#### [Input data]

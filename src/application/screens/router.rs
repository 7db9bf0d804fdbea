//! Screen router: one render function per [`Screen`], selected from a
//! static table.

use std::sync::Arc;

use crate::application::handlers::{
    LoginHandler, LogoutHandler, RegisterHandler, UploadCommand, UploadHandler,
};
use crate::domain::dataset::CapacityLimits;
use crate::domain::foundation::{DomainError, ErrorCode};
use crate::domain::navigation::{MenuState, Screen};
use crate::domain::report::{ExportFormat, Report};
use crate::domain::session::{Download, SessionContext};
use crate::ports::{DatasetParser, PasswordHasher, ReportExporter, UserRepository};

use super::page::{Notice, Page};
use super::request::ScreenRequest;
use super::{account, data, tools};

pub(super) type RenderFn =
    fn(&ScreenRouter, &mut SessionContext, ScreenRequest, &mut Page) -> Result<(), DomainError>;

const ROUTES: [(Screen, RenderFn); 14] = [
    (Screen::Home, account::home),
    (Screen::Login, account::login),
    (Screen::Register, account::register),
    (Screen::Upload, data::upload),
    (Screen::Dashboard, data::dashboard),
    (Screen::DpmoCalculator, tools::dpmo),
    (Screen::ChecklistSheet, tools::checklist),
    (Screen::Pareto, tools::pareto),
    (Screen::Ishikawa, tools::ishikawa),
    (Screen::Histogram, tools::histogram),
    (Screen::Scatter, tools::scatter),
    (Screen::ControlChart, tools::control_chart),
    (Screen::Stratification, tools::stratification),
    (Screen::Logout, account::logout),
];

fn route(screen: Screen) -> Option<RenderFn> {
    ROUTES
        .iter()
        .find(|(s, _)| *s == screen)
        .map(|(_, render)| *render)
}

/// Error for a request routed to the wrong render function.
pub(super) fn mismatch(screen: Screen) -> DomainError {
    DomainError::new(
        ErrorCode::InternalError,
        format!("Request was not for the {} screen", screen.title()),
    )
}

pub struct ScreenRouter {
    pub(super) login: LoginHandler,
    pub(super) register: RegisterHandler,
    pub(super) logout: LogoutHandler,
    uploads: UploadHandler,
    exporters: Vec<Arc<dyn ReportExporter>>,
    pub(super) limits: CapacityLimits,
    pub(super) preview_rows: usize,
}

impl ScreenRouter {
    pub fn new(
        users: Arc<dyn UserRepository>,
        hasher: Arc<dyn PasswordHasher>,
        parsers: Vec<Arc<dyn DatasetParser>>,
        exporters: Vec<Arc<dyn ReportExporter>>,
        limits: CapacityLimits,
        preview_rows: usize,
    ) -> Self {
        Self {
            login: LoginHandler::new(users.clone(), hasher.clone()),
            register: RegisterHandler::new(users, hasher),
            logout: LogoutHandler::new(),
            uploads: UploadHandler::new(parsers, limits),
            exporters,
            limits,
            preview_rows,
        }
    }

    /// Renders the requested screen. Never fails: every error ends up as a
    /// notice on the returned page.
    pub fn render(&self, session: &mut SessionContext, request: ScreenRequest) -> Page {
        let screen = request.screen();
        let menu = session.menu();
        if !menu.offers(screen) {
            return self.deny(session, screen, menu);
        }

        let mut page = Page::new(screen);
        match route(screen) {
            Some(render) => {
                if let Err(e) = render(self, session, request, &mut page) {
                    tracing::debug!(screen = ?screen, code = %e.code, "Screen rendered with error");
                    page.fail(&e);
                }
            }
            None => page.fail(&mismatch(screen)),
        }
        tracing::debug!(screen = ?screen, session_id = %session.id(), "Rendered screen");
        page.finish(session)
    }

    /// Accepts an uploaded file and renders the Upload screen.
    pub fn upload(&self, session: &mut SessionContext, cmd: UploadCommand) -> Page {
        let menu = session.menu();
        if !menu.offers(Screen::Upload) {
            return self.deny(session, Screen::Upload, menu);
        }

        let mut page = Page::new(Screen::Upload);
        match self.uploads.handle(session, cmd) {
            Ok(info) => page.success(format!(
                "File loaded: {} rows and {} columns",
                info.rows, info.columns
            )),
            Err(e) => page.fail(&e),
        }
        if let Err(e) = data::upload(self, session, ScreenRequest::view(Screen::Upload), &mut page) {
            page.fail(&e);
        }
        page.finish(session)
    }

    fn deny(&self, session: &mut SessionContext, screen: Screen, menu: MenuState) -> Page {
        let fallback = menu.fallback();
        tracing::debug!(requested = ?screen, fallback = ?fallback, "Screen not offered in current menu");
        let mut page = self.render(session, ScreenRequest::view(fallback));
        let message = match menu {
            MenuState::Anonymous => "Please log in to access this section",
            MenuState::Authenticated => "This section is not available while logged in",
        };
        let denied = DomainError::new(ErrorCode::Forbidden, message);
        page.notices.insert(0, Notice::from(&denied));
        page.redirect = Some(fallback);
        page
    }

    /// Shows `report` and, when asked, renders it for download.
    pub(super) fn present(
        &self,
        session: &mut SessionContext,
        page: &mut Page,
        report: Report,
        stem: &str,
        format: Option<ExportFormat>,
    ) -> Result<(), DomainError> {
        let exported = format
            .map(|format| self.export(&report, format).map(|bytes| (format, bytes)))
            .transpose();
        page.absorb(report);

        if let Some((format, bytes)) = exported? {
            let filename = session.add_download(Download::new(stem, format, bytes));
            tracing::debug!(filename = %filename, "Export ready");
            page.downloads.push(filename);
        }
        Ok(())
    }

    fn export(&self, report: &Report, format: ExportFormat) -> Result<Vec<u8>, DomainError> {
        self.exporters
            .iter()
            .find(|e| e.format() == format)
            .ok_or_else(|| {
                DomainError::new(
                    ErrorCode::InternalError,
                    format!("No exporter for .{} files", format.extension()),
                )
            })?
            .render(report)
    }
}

#### [Exercise description]
Say how many lines of the data hold the string "parsers". Reply with the number alone.

#### [Output]
2